Totally awesome and so stoked that you found such a good match,
my thanks to you!
Hey there!....
Don't cut yourself short. As happenstance, I just noticed the Tesla's paint next to my open door.
I may have guessed the color match, but you hit the nail on the head when you shared the find for Steel Gray Metallic!
So, my hat's off to you, sir!!!
Originally Posted by Oldboy Speedwell
Gonna hafta order some of that stuff up as I think I'm going with anthracite for my Orranje GP rear panel replicas...
Cool...but what is it?
The image above looks like an interesting piece. Although, I have to admit ignorance...I have no clue as to what it is. Where does this GP rear panel fit/mount?
I have a GP2 rear seat delete and have been flipflopping yay/nay on the idea of going with the panels to match,
but finally just went ahead and grabbed 'em.
The Orranje replicas are made of fiberglass and they deleted the luggage bar hole.
Just ordered a couple of cans of Steel Gray Metallic, a couple cans of sandable primer, and assorted supplies from Automotive Touchup. Their gloss clear is on backorder so I'll have to find a different clear coat. Initially, I plan to do the dash, down tubes, and door cards. Eventually, I'll tackle the turn signal and wiper stalks.
Just ordered a couple of cans of Steel Gray Metallic, a couple can of sandable primer, and assorted supplies from Automotive Touchup. Their gloss clear is on backorder so I'll have to find a different clear coat. Initially, I plan to do the dash, down tubes, and door cards. Eventually, I'll tackle the turn signal and wiper stalks.
Hey - Awesome!
I'm glad you gave us a heads up 'cause I wanted to share one last tip about spraying the SGM.
I understand you currently don't have any factory anthracite interior and exact color OEM match wasn't so much a concern - however, If I were to do (repaint) it all over again- I would suggest spraying only 2-3 nice even coats of paint.
The clear coat will darken the color a bit.
I had laid down 4, nice, even, wet coats of paint and 4 wet coats of clear. Turned out pretty slick with no runs or orange peel. The only thing that bugs me is that the door panels appear darker than the OEM dash (even though the color is a dead match), when the doors are closed.
Under sunny conditions with the doors open - you'd never know the difference.
Let us know how it turns out.
Good luck and "spray" warm!
Thanks! So two coats of color. My current thinking is that I won't use the primer on dash panels since the current finish on them is in excellent condition. So cleaning, light sanding, IPA wipe, and tack cloth should be good. The door ovals are also in good condition but the handle Ys will need more serious sanding. So they will get a few coats of sandable primer before the color.

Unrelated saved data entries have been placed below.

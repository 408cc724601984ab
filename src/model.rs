//! Point records produced by the data gateway.
//!
//! A [`Point`] is what the list endpoint returns and what the map plots. A
//! [`PointDetail`] is fetched lazily for the selected point and replaced
//! wholesale on every refresh. A [`PointSummary`] is one search hit.

use serde::{Deserialize, Serialize};

#[cfg(test)]
#[path = "model_test.rs"]
mod model_test;

/// Base URL of the community wiki that hosts one page per givebox.
pub const WIKI_BASE_URL: &str = "https://www.muenster4you.de/wiki";

/// Detail panels start expanded when a point lists fewer items than this.
pub const COLLAPSE_CONTENTS_FROM: usize = 3;

/// A geographic coordinate in degrees.
#[derive(Clone, Copy, Debug, PartialEq, Serialize, Deserialize)]
pub struct LatLng {
    pub lat: f64,
    pub lng: f64,
}

impl LatLng {
    #[must_use]
    pub fn new(lat: f64, lng: f64) -> Self {
        Self { lat, lng }
    }

    /// Whether both components are finite numbers.
    #[must_use]
    pub fn is_finite(&self) -> bool {
        self.lat.is_finite() && self.lng.is_finite()
    }
}

/// A map-plottable location record.
#[derive(Clone, Debug, PartialEq, Serialize, Deserialize)]
#[serde(rename_all = "camelCase")]
pub struct Point {
    pub id: String,
    pub display_name: String,
    /// Absent when the backend row has no usable coordinates.
    pub coordinates: Option<LatLng>,
    /// Raw category tags. The set is open; unknown tags are kept verbatim.
    #[serde(default)]
    pub categories: Vec<String>,
}

impl Point {
    /// Coordinates usable for rendering and viewport fitting.
    ///
    /// Returns `None` for absent or non-finite coordinates.
    #[must_use]
    pub fn position(&self) -> Option<LatLng> {
        self.coordinates.filter(LatLng::is_finite)
    }

    #[must_use]
    pub fn has_category(&self, tag: &str) -> bool {
        self.categories.iter().any(|c| c == tag)
    }
}

/// Opening hours of a givebox.
#[derive(Clone, Debug, PartialEq, Eq, Serialize, Deserialize)]
#[serde(tag = "kind", content = "text", rename_all = "camelCase")]
pub enum OpeningHours {
    /// The backend sentinel for "open around the clock".
    Always,
    Text(String),
}

impl OpeningHours {
    /// Text shown in the detail panel.
    #[must_use]
    pub fn display_text(&self) -> &str {
        match self {
            Self::Always => "Immer geöffnet",
            Self::Text(text) => text,
        }
    }
}

/// One entry of a givebox's current contents.
#[derive(Clone, Debug, PartialEq, Eq, Serialize, Deserialize)]
pub struct ContentItem {
    pub label: String,
    pub description: String,
}

/// Full record of one point, fetched for the current selection.
#[derive(Clone, Debug, PartialEq, Serialize, Deserialize)]
#[serde(rename_all = "camelCase")]
pub struct PointDetail {
    pub id: String,
    pub display_name: String,
    pub address: String,
    pub description: String,
    pub coordinates: Option<LatLng>,
    #[serde(default)]
    pub categories: Vec<String>,
    /// Backend-specific kind, e.g. "Givebox" or "Bücherschrank".
    pub kind: Option<String>,
    pub opening_hours: Option<OpeningHours>,
    pub preview_image: Option<String>,
    pub images: Option<Vec<String>>,
    pub contents: Option<Vec<ContentItem>>,
}

impl PointDetail {
    /// Project the detail record down to a plottable point.
    #[must_use]
    pub fn as_point(&self) -> Point {
        Point {
            id: self.id.clone(),
            display_name: self.display_name.clone(),
            coordinates: self.coordinates,
            categories: self.categories.clone(),
        }
    }

    /// Preview image first, then the remaining photos in backend order.
    #[must_use]
    pub fn gallery(&self) -> Vec<&str> {
        let photos = self.images.as_deref().unwrap_or_default();
        self.preview_image
            .as_deref()
            .into_iter()
            .chain(photos.iter().map(String::as_str))
            .collect()
    }

    /// Whether the contents list starts expanded in the detail panel.
    #[must_use]
    pub fn contents_expanded_by_default(&self) -> bool {
        self.contents
            .as_ref()
            .is_none_or(|items| items.len() < COLLAPSE_CONTENTS_FROM)
    }
}

/// One search hit.
#[derive(Clone, Debug, PartialEq, Serialize, Deserialize)]
#[serde(rename_all = "camelCase")]
pub struct PointSummary {
    pub id: String,
    pub display_name: String,
    #[serde(default)]
    pub address: String,
    #[serde(default)]
    pub description: String,
    pub coordinates: Option<LatLng>,
    #[serde(default)]
    pub categories: Vec<String>,
}

impl From<&PointDetail> for PointSummary {
    fn from(detail: &PointDetail) -> Self {
        Self {
            id: detail.id.clone(),
            display_name: detail.display_name.clone(),
            address: detail.address.clone(),
            description: detail.description.clone(),
            coordinates: detail.coordinates,
            categories: detail.categories.clone(),
        }
    }
}

/// Wiki page for a point id.
#[must_use]
pub fn wiki_url(id: &str) -> String {
    format!("{WIKI_BASE_URL}/{id}")
}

Thanks! So two coats of color. My current thinking is that I won't use the primer on dash panels since the current finish on them is in excellent condition. So cleaning, light sanding, IPA wipe, and tack cloth should be good. The door ovals are also in good condition but the handle Ys will need more serious sanding. So they will get a few coats of sandable primer before the color.
Yeah - sounds good.
Just another side note:
Be aware. My interior panels showed no indication of primer used from the factory. So if you hit a bare spot that is the substrate "plastic" , it may result in a bad spot in your paint.
When you use primer - no need to go heavy in an attempt to bury scratches. If you have any trouble spots/scratches/gouges - Apply a nice even light coat of primer first let dry and then skim over the scratches/defects with a little glazing putty. Let the putty flash off/cure. Then afterwards lightly sand and feather the putty and the primer w/400 grit. After that- lightly dust another coat of primer to obscure/seal the putty. When that's cured/dry, lightly wet sand.smooth to a final primed finish. Ideally you'll want a smooth, uniform color of primer with none or barely any glazing putty peeking through. Unsealed/un-primed glazing putty will suck the paint resulting in an obvious bad spot in your finish.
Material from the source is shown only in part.